What is expected:
Take the listing and give it again exactly, from its first line to its last line.

Given records:
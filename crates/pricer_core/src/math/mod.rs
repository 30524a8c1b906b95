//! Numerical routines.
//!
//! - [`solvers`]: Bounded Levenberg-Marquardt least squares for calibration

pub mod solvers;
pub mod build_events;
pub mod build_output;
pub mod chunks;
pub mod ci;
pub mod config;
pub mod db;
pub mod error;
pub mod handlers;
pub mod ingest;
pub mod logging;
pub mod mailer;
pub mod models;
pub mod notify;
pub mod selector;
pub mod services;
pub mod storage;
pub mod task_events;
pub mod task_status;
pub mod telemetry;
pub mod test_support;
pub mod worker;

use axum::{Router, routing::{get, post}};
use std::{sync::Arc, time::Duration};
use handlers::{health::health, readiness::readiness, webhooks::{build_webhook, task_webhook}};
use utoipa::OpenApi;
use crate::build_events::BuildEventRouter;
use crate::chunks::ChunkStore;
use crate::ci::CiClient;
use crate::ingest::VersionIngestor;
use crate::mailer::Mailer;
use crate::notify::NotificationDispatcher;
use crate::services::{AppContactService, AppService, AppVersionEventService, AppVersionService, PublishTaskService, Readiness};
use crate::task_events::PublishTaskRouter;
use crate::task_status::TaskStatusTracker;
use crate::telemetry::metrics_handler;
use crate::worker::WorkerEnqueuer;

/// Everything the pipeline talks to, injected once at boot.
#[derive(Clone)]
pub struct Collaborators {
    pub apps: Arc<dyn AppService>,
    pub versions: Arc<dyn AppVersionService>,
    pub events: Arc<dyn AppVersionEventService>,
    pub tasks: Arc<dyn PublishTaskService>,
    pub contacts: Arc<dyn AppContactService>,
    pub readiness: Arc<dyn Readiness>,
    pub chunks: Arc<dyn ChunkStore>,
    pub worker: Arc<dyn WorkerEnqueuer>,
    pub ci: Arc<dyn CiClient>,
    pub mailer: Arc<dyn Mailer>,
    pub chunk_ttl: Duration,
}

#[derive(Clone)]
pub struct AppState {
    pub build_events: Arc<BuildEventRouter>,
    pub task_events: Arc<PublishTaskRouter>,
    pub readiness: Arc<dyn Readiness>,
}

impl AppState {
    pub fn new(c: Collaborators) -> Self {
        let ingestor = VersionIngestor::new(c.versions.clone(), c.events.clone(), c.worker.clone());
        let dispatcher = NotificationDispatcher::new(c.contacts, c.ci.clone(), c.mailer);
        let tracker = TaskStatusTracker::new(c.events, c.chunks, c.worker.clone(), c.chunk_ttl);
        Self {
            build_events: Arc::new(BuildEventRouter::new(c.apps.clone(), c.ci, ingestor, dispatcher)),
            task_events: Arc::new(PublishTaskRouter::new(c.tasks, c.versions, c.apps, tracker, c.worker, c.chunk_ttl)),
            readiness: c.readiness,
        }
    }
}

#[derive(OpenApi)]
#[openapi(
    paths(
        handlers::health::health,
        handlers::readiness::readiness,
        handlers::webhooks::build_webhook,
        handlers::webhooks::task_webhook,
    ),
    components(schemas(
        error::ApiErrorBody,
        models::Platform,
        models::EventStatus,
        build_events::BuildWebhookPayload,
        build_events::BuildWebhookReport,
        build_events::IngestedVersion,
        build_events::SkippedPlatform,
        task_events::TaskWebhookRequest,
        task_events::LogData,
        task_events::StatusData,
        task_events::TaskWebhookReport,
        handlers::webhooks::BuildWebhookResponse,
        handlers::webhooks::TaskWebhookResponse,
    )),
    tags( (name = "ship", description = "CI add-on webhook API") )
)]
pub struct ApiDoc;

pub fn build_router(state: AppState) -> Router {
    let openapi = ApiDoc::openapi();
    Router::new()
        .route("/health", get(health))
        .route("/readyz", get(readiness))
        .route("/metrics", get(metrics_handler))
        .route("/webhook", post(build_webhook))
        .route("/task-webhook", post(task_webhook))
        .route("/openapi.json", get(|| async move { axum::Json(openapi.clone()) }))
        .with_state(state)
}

Solution below:
filename crates/pricer_core/src/math/mod.rs
repository 30524a8c1b906b95
//! Numerical routines.
//!
//! - [`solvers`]: Bounded Levenberg-Marquardt least squares for calibration

pub mod solvers;
pub mod build_events;
pub mod build_output;
pub mod chunks;
pub mod ci;
pub mod config;
pub mod db;
pub mod error;
pub mod handlers;
pub mod ingest;
pub mod logging;
pub mod mailer;
pub mod models;
pub mod notify;
pub mod selector;
pub mod services;
pub mod storage;
pub mod task_events;
pub mod task_status;
pub mod telemetry;
pub mod test_support;
pub mod worker;

use axum::{Router, routing::{get, post}};
use std::{sync::Arc, time::Duration};
use handlers::{health::health, readiness::readiness, webhooks::{build_webhook, task_webhook}};
use utoipa::OpenApi;
use crate::build_events::BuildEventRouter;
use crate::chunks::ChunkStore;
use crate::ci::CiClient;
use crate::ingest::VersionIngestor;
use crate::mailer::Mailer;
use crate::notify::NotificationDispatcher;
use crate::services::{AppContactService, AppService, AppVersionEventService, AppVersionService, PublishTaskService, Readiness};
use crate::task_events::PublishTaskRouter;
use crate::task_status::TaskStatusTracker;
use crate::telemetry::metrics_handler;
use crate::worker::WorkerEnqueuer;

/// Everything the pipeline talks to, injected once at boot.
#[derive(Clone)]
pub struct Collaborators {
    pub apps: Arc<dyn AppService>,
    pub versions: Arc<dyn AppVersionService>,
    pub events: Arc<dyn AppVersionEventService>,
    pub tasks: Arc<dyn PublishTaskService>,
    pub contacts: Arc<dyn AppContactService>,
    pub readiness: Arc<dyn Readiness>,
    pub chunks: Arc<dyn ChunkStore>,
    pub worker: Arc<dyn WorkerEnqueuer>,
    pub ci: Arc<dyn CiClient>,
    pub mailer: Arc<dyn Mailer>,
    pub chunk_ttl: Duration,
}

#[derive(Clone)]
pub struct AppState {
    pub build_events: Arc<BuildEventRouter>,
    pub task_events: Arc<PublishTaskRouter>,
    pub readiness: Arc<dyn Readiness>,
}

impl AppState {
    pub fn new(c: Collaborators) -> Self {
        let ingestor = VersionIngestor::new(c.versions.clone(), c.events.clone(), c.worker.clone());
        let dispatcher = NotificationDispatcher::new(c.contacts, c.ci.clone(), c.mailer);
        let tracker = TaskStatusTracker::new(c.events, c.chunks, c.worker.clone(), c.chunk_ttl);
        Self {
            build_events: Arc::new(BuildEventRouter::new(c.apps.clone(), c.ci, ingestor, dispatcher)),
            task_events: Arc::new(PublishTaskRouter::new(c.tasks, c.versions, c.apps, tracker, c.worker, c.chunk_ttl)),
            readiness: c.readiness,
        }
    }
}

#[derive(OpenApi)]
#[openapi(
    paths(
        handlers::health::health,
        handlers::readiness::readiness,
        handlers::webhooks::build_webhook,
        handlers::webhooks::task_webhook,
    ),
    components(schemas(
        error::ApiErrorBody,
        models::Platform,
        models::EventStatus,
        build_events::BuildWebhookPayload,
        build_events::BuildWebhookReport,
        build_events::IngestedVersion,
        build_events::SkippedPlatform,
        task_events::TaskWebhookRequest,
        task_events::LogData,
        task_events::StatusData,
        task_events::TaskWebhookReport,
        handlers::webhooks::BuildWebhookResponse,
        handlers::webhooks::TaskWebhookResponse,
    )),
    tags( (name = "ship", description = "CI add-on webhook API") )
)]
pub struct ApiDoc;

pub fn build_router(state: AppState) -> Router {
    let openapi = ApiDoc::openapi();
    Router::new()
        .route("/health", get(health))
        .route("/readyz", get(readiness))
        .route("/metrics", get(metrics_handler))
        .route("/webhook", post(build_webhook))
        .route("/task-webhook", post(task_webhook))
        .route("/openapi.json", get(|| async move { axum::Json(openapi.clone()) }))
        .with_state(state)
}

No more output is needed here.